IoT (the Internet of Things) is a hot topic in technology today, and those of you who follow OSGi will have noticed a number of IoT related events over the past year. 

The first IoT demo/hackathon took place at the OSGi Community Event in late 2014, and served as an excellent demonstration of what can already be achieved with OSGi specifications. More recently in 2015 the OSGi Alliance hosted a pair of public IoT requirements gathering meetings in Berlin and San Jose. Some of the requirements gathered at these events are already addressed by new specifications in the OSGi R6 release (Final drafts are available at http://www.osgi.org/Specifications/Drafts), however others are not completely addressed by any existing OSGi specification.

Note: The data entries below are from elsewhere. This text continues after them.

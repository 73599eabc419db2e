//! Language switcher generation and head alternates.

use log::debug;
use url::Url;

use super::pack::LocalePack;
use super::registry::LocaleRegistry;
use crate::dom::{NodeId, Platform};

const ACTIVE_CLASS: &str = "is-active";

/// Which element of a language entry carries the active class.
#[derive(Clone, Copy, Debug, Default, Eq, PartialEq)]
pub enum ActiveTarget {
    /// The `li` wrapping the link.
    #[default]
    Item,
    /// The `a` itself.
    Link,
}

/// Inputs to [`LocaleRegistry::generate_navigation`].
///
/// `page` is the page every language link points at. `query` names the
/// query-string key that carries the language code; it may be empty, in
/// which case the code is appended as a bare parameter. `hash` is appended
/// verbatim and should start with `#` when present.
#[derive(Clone, Copy, Debug, Default)]
pub struct NavigationRequest<'a> {
    page: &'a str,
    query: &'a str,
    active: ActiveTarget,
    classes: &'a str,
    hash: &'a str,
}

impl<'a> NavigationRequest<'a> {
    /// Start a request for `page`.
    #[must_use]
    pub fn new(page: &'a str) -> Self {
        Self {
            page,
            ..Self::default()
        }
    }

    /// Set the query-string key for the language code.
    #[must_use]
    pub const fn with_query(mut self, query: &'a str) -> Self {
        self.query = query;
        self
    }

    /// Choose which element is marked active.
    #[must_use]
    pub const fn with_active(mut self, active: ActiveTarget) -> Self {
        self.active = active;
        self
    }

    /// Extra whitespace separated classes added to every marked element.
    #[must_use]
    pub const fn with_classes(mut self, classes: &'a str) -> Self {
        self.classes = classes;
        self
    }

    /// Hash suffix appended to every link.
    #[must_use]
    pub const fn with_hash(mut self, hash: &'a str) -> Self {
        self.hash = hash;
        self
    }
}

/// Page prefix and separator that language codes are appended to.
#[derive(Clone, Debug, Eq, PartialEq)]
pub struct NavigationBase {
    /// Page with the language parameter and hash removed when it parsed.
    pub page: String,
    /// `?` when the page has no query string yet, otherwise `&`.
    pub separator: &'static str,
    /// Whether the page parsed as an absolute URL.
    pub canonical: bool,
}

impl NavigationBase {
    /// Normalise `page` for language links keyed by `query`.
    ///
    /// Absolute URLs lose any existing `query` parameter and their fragment.
    /// Anything else is used verbatim and joined by looking for a `?`.
    #[must_use]
    pub fn resolve(page: &str, query: &str) -> Self {
        Url::parse(page).map_or_else(
            |error| {
                debug!(
                    target: "navglot::i18n",
                    "joining language links naively to `{page}`: {error}"
                );
                Self {
                    separator: if page.contains('?') { "&" } else { "?" },
                    page: page.to_owned(),
                    canonical: false,
                }
            },
            |mut url| {
                strip_language(&mut url, query);
                Self {
                    separator: separator_for(&url),
                    page: url.into(),
                    canonical: true,
                }
            },
        )
    }
}

/// Remove every `name` query parameter and the fragment from `url`.
pub fn strip_language(url: &mut Url, name: &str) {
    let kept: Vec<(String, String)> = url
        .query_pairs()
        .filter(|(key, _)| key != name)
        .map(|(key, value)| (key.into_owned(), value.into_owned()))
        .collect();
    if kept.is_empty() {
        url.set_query(None);
    } else {
        url.query_pairs_mut().clear().extend_pairs(kept);
    }
    url.set_fragment(None);
}

/// Separator for appending one more parameter to `url`.
#[must_use]
pub fn separator_for(url: &Url) -> &'static str {
    if url.query().is_some_and(|query| !query.is_empty()) {
        "&"
    } else {
        "?"
    }
}

/// Link to `page` in language `code`.
///
/// ```
/// use navglot_common::i18n::navigation_href;
///
/// assert_eq!(
///     navigation_href("https://x.test/?x=y", "&", "l", "nl", "#top"),
///     "https://x.test/?x=y&l=nl#top"
/// );
/// assert_eq!(navigation_href("page", "?", "", "en", ""), "page?en");
/// ```
#[must_use]
pub fn navigation_href(page: &str, separator: &str, query: &str, code: &str, hash: &str) -> String {
    let assign = if query.is_empty() { "" } else { "=" };
    format!("{page}{separator}{query}{assign}{code}{hash}")
}

impl LocaleRegistry {
    /// Populate `nav` with one `ul > li > a` entry per registered language.
    ///
    /// Existing entries are reused so repeated calls update in place.
    /// Every link gets `hreflang`, the pack's display name and an `href`
    /// built by [`navigation_href`]. The entry whose pack is the active pack
    /// gets `is-active`; all marked elements also get the request's extra
    /// classes. When the page is an absolute URL the document head receives
    /// one `canonical` link and one `alternate` link per language.
    pub fn generate_navigation(
        &self,
        dom: &mut dyn Platform,
        nav: NodeId,
        request: &NavigationRequest<'_>,
    ) {
        let base = NavigationBase::resolve(request.page, request.query);
        let codes: Vec<&str> = self.codes().collect();

        let list = single_child(dom, nav, "ul", "ul");
        let mut items = dom.children(list).into_iter();
        let mut links = Vec::with_capacity(codes.len());
        for code in &codes {
            let item = items
                .next()
                .unwrap_or_else(|| dom.append_element(list, "li"));
            let link = dom
                .select(item, "a")
                .unwrap_or_else(|| dom.append_element(item, "a"));
            dom.set_attribute(link, "hreflang", code);
            let name = self.pack(code).map_or(*code, LocalePack::language);
            dom.set_text(link, name);

            let marked = match request.active {
                ActiveTarget::Item => item,
                ActiveTarget::Link => link,
            };
            dom.set_class(marked, ACTIVE_CLASS, self.is_active(code));
            for class in request.classes.split_whitespace() {
                dom.set_class(marked, class, true);
            }
            links.push(link);
        }
        for surplus in items {
            dom.remove(surplus);
        }

        Self::update_navigation_links(
            dom,
            &links,
            &base.page,
            request.query,
            request.hash,
            base.separator,
        );

        if base.canonical {
            self.update_head(dom, &base, request.query);
        }
    }

    /// Recompute the `href` of every link from its `hreflang`.
    ///
    /// Produces the same hrefs as [`Self::generate_navigation`] for the same
    /// page, query, hash and separator, so it can run on every hash change.
    pub fn update_navigation_links(
        dom: &mut dyn Platform,
        links: &[NodeId],
        page: &str,
        query: &str,
        hash: &str,
        separator: &str,
    ) {
        for &link in links {
            let code = dom.attribute(link, "hreflang").unwrap_or_default();
            let href = navigation_href(page, separator, query, &code, hash);
            dom.set_attribute(link, "href", &href);
        }
    }

    fn update_head(&self, dom: &mut dyn Platform, base: &NavigationBase, query: &str) {
        let Some(head) = dom.head() else {
            debug!(target: "navglot::i18n", "document has no head for canonical links");
            return;
        };

        let canonical = single_child(dom, head, "link[rel=canonical]", "link");
        dom.set_attribute(canonical, "rel", "canonical");
        dom.set_attribute(canonical, "href", &base.page);

        let mut existing = dom.select_all(head, "link[rel=alternate][hreflang]").into_iter();
        let mut alternates = Vec::new();
        for code in self.codes() {
            let alternate = existing
                .next()
                .unwrap_or_else(|| dom.append_element(head, "link"));
            dom.set_attribute(alternate, "rel", "alternate");
            dom.set_attribute(alternate, "hreflang", code);
            alternates.push(alternate);
        }
        for surplus in existing {
            dom.remove(surplus);
        }
        Self::update_navigation_links(dom, &alternates, &base.page, query, "", base.separator);
    }
}

// Keep the first match of `selector` below `parent`, creating a `tag`
// element when there is none and dropping any further matches.
fn single_child(dom: &mut dyn Platform, parent: NodeId, selector: &str, tag: &str) -> NodeId {
    let mut matches = dom.select_all(parent, selector).into_iter();
    let Some(first) = matches.next() else {
        return dom.append_element(parent, tag);
    };
    for extra in matches {
        dom.remove(extra);
    }
    first
}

The interest generated by these meetings (representatives from 35 companies attended) has made clear that the Alliance's work with IoT has significant support, and so the OSGi Board has approved the creation of an IoT Expert Group within the Alliance specification process. The Expert Group charter is available at http://www.osgi.org/IOTEG/HomePage and, in summary, it states that the Expert Group will work to provide solutions for IoT use cases within the scope of an OSGi framework.

As interim chair of the IoT Expert Group it is my job to bootstrap the expert group membership, and to begin the process of turning IoT requirements into OSGi specifications. As part of this process the OSGi Alliance IoT Expert group would like to invite you all to a public IoT day at the next Expert Group meeting in Turin, Italy on Thursday 17th September 2015 between 0930 and 1730. This will be a free public event, open to both OSGi members and non-members, but does require attendees to pre-register by contacting s.schwarze@prosyst.com.

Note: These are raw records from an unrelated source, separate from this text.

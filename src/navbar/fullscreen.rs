//! Fullscreen capability probing across vendor-prefixed platform APIs.

use log::debug;
use navglot_common::dom::{Event, EventTarget, NodeId, Platform};
use serde_json::json;

/// Request methods in the order they are tried.
pub const REQUEST_METHODS: [&str; 4] = [
    "requestFullscreen",
    "mozRequestFullScreen",
    "webkitRequestFullScreen",
    "msRequestFullscreen",
];

/// Exit methods in the order they are tried.
pub const EXIT_METHODS: [&str; 4] = [
    "exitFullscreen",
    "mozCancelFullScreen",
    "webkitCancelFullScreen",
    "msExitFullscreen",
];

/// Change events paired with the state flag each one reports through.
pub const CHANGE_EVENTS: [(&str, &str); 4] = [
    ("fullscreenchange", "fullscreen"),
    ("mozfullscreenchange", "mozFullScreen"),
    ("webkitfullscreenchange", "webkitIsFullScreen"),
    ("msfullscreenchange", "msFullscreenElement"),
];

/// Class marking active fullscreen toggles.
pub const ACTIVE_CLASS: &str = "is-active";

/// Event dispatched on the navbar container after a state change.
pub const FULLSCREEN_EVENT: &str = "fullscreen";

/// The request and exit methods a platform offers, probed once.
#[derive(Clone, Copy, Debug, Default, Eq, PartialEq)]
pub struct FullscreenApi {
    request: Option<&'static str>,
    exit: Option<&'static str>,
}

impl FullscreenApi {
    /// Pick the first available request and exit methods.
    #[must_use]
    pub fn probe(dom: &dyn Platform) -> Self {
        let first = |candidates: &[&'static str]| {
            candidates
                .iter()
                .copied()
                .find(|name| dom.fullscreen_method_available(name))
        };
        let api = Self {
            request: first(&REQUEST_METHODS),
            exit: first(&EXIT_METHODS),
        };
        debug!(
            target: "navglot::navbar",
            "fullscreen request method {:?}, exit method {:?}",
            api.request,
            api.exit
        );
        api
    }

    /// The chosen request method.
    #[must_use]
    pub const fn request(&self) -> Option<&'static str> {
        self.request
    }

    /// The chosen exit method.
    #[must_use]
    pub const fn exit(&self) -> Option<&'static str> {
        self.exit
    }

    /// Ask the platform to enter fullscreen, or to leave it when `active`.
    ///
    /// The displayed state is left alone; it follows the platform's change
    /// events.
    pub fn toggle(self, dom: &mut dyn Platform, active: bool) {
        let Some(method) = (if active { self.exit } else { self.request }) else {
            debug!(target: "navglot::navbar", "platform offers no fullscreen support");
            return;
        };
        dom.call_fullscreen_method(method);
    }
}

/// Mark every fullscreen toggle in `container` and announce the new state.
pub fn apply_fullscreen(dom: &mut dyn Platform, container: NodeId, is_fullscreen: bool) {
    for toggle in dom.select_all(container, ".navbar-fullscreen") {
        dom.set_class(toggle, ACTIVE_CLASS, is_fullscreen);
    }
    dom.dispatch(
        Event::new(FULLSCREEN_EVENT, EventTarget::Node(container))
            .with_detail(json!({ "isFullscreen": is_fullscreen })),
    );
}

Please join us if you can. We'll be discussing how you can get involved with the IoT Expert Group, whether that is providing requirements, writing the specifications or developing a reference implementation. We'll also spend much of the day gathering requirements, discussing their relative priorities, and seeing which OSGi specifications may already address them.

If you can't make it to Turin (or even if you can) then anyone can raise requirements using the OSGi bugzilla at https://osgi.org/bugzilla/ - Make sure you use the IoT RFP (RFP 174) as a reference for your “Document Feedback”. You can also follow the RFP (and any new IoT RFPs) at https://github.com/osgi/design. OSGi members can also join the IoT Expert Group mailing list to begin following the Expert Group's work.

I look forward to seeing you in Turin,

Tim Ward (Paremus)

IoT Expert Group Interim Chair

P.S.

I just wanted to add that while IoT is “the latest hot topic” it is nothing very new for OSGi. OSGi was originally created to support home automation devices, residential gateways and embedded systems. As a result of this OSGi already has most of the features needed for an IoT platform – no wonder the IoT demo was so successful! If you want proof of how long OSGi has been working in this area then take a look at this video...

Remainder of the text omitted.